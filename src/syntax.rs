//! `describe`/`it` style authoring.
//!
//! Every block receives the [`SuiteBuilder`] of the suite it describes, there
//! is no ambient registration state.
//!
//! ```
//! use suitest::{Harness, syntax::describe};
//!
//! let suite = describe("Math", |s| {
//!     s.it("adds", |_| assert_eq!(1 + 1, 2));
//!     s.describe("division", |s| {
//!         s.xit("by zero", |_| ());
//!     });
//! });
//!
//! let report = Harness::new(suite).run_quiet();
//! assert!(report.passed());
//! assert_eq!(report.stats().skipped, 1);
//! ```

use std::borrow::Cow;

use crate::{
    api::{HookApi, TestableApi},
    body::{BodyResult, Done},
    hook::{Hook, HookRole},
    options::Settings,
    suite::{Node, Suite},
    test::Test,
};

/// Where a hook is registered.
#[derive(Debug, Clone, Copy, PartialEq, Eq, Hash)]
pub enum HookSlot {
    Before,
    BeforeEach,
    After,
    AfterEach,
}

impl HookSlot {
    pub fn default_name(self) -> &'static str {
        match self {
            Self::Before => "before",
            Self::BeforeEach => "beforeEach",
            Self::After => "after",
            Self::AfterEach => "afterEach",
        }
    }
}

pub fn describe(name: impl Into<Cow<'static, str>>, build: impl FnOnce(&mut SuiteBuilder)) -> Suite {
    SuiteBuilder::build(name, Settings::new(), build)
}

/// A skipped [`describe`].
pub fn xdescribe(name: impl Into<Cow<'static, str>>, build: impl FnOnce(&mut SuiteBuilder)) -> Suite {
    SuiteBuilder::build(name, Settings::new().with_skip(true), build)
}

/// An exclusive [`describe`].
pub fn odescribe(name: impl Into<Cow<'static, str>>, build: impl FnOnce(&mut SuiteBuilder)) -> Suite {
    SuiteBuilder::build(name, Settings::new().with_exclusive(true), build)
}

#[derive(Debug)]
pub struct SuiteBuilder {
    suite: Suite,
    settings: Settings,
}

impl SuiteBuilder {
    fn build(
        name: impl Into<Cow<'static, str>>,
        settings: Settings,
        build: impl FnOnce(&mut SuiteBuilder),
    ) -> Suite {
        let mut builder = SuiteBuilder {
            suite: Suite::new(name),
            settings,
        };
        build(&mut builder);
        let SuiteBuilder { suite, settings } = builder;
        suite.with_settings(settings)
    }

    /// Layer `settings` over what this suite declared so far.
    pub fn settings(&mut self, settings: Settings) -> &mut Self {
        self.settings = self.settings.merged(&settings);
        self
    }

    pub fn describe(
        &mut self,
        name: impl Into<Cow<'static, str>>,
        build: impl FnOnce(&mut SuiteBuilder),
    ) -> &mut Self {
        self.include(describe(name, build))
    }

    pub fn xdescribe(
        &mut self,
        name: impl Into<Cow<'static, str>>,
        build: impl FnOnce(&mut SuiteBuilder),
    ) -> &mut Self {
        self.include(xdescribe(name, build))
    }

    pub fn odescribe(
        &mut self,
        name: impl Into<Cow<'static, str>>,
        build: impl FnOnce(&mut SuiteBuilder),
    ) -> &mut Self {
        self.include(odescribe(name, build))
    }

    pub fn it<F, T>(&mut self, name: impl Into<Cow<'static, str>>, f: F) -> &mut Self
    where
        F: Fn(&TestableApi) -> T + Send + Sync + 'static,
        T: Into<BodyResult>,
    {
        self.include(Test::new(name, f))
    }

    /// A skipped [`it`](Self::it).
    pub fn xit<F, T>(&mut self, name: impl Into<Cow<'static, str>>, f: F) -> &mut Self
    where
        F: Fn(&TestableApi) -> T + Send + Sync + 'static,
        T: Into<BodyResult>,
    {
        self.include(Test::new(name, f).with_settings(Settings::new().with_skip(true)))
    }

    /// An exclusive [`it`](Self::it).
    pub fn oit<F, T>(&mut self, name: impl Into<Cow<'static, str>>, f: F) -> &mut Self
    where
        F: Fn(&TestableApi) -> T + Send + Sync + 'static,
        T: Into<BodyResult>,
    {
        self.include(Test::new(name, f).with_settings(Settings::new().with_exclusive(true)))
    }

    /// An [`it`](Self::it) settling through [`Done`].
    pub fn it_with_done<F, T>(&mut self, name: impl Into<Cow<'static, str>>, f: F) -> &mut Self
    where
        F: Fn(&TestableApi, Done) -> T + Send + Sync + 'static,
        T: Into<BodyResult>,
    {
        self.include(Test::with_done(name, f))
    }

    pub fn pending(&mut self, name: impl Into<Cow<'static, str>>) -> &mut Self {
        self.include(Test::pending(name))
    }

    pub fn before<F, T>(&mut self, f: F) -> &mut Self
    where
        F: Fn(&HookApi) -> T + Send + Sync + 'static,
        T: Into<BodyResult>,
    {
        self.hook(HookSlot::Before, Hook::new(HookSlot::Before.default_name(), f))
    }

    pub fn before_each<F, T>(&mut self, f: F) -> &mut Self
    where
        F: Fn(&HookApi) -> T + Send + Sync + 'static,
        T: Into<BodyResult>,
    {
        self.hook(
            HookSlot::BeforeEach,
            Hook::new(HookSlot::BeforeEach.default_name(), f),
        )
    }

    pub fn after<F, T>(&mut self, f: F) -> &mut Self
    where
        F: Fn(&HookApi) -> T + Send + Sync + 'static,
        T: Into<BodyResult>,
    {
        self.hook(HookSlot::After, Hook::new(HookSlot::After.default_name(), f))
    }

    pub fn after_each<F, T>(&mut self, f: F) -> &mut Self
    where
        F: Fn(&HookApi) -> T + Send + Sync + 'static,
        T: Into<BodyResult>,
    {
        self.hook(
            HookSlot::AfterEach,
            Hook::new(HookSlot::AfterEach.default_name(), f),
        )
    }

    /// Register a prebuilt hook, for custom names, settings or [`Done`] bodies.
    pub fn hook(&mut self, slot: HookSlot, hook: Hook) -> &mut Self {
        match slot {
            HookSlot::Before => self.suite.push_hook(HookRole::Before, hook),
            HookSlot::After => self.suite.push_hook(HookRole::After, hook),
            HookSlot::BeforeEach => self.suite.push_test_hook(HookRole::Before, hook),
            HookSlot::AfterEach => self.suite.push_test_hook(HookRole::After, hook),
        }
        self
    }

    /// Add a prebuilt suite or test.
    pub fn include(&mut self, node: impl Into<Node>) -> &mut Self {
        self.suite.push(node);
        self
    }
}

·····

■ EXERCISE:
Go through the material above and return each line that holds the word "include".

■ EXERCISE OUTPUT:
        self.include(describe(name, build))
        self.include(xdescribe(name, build))
        self.include(odescribe(name, build))
        self.include(Test::new(name, f))
        self.include(Test::new(name, f).with_settings(Settings::new().with_skip(true)))
        self.include(Test::new(name, f).with_settings(Settings::new().with_exclusive(true)))
        self.include(Test::with_done(name, f))
        self.include(Test::pending(name))
    pub fn include(&mut self, node: impl Into<Node>) -> &mut Self {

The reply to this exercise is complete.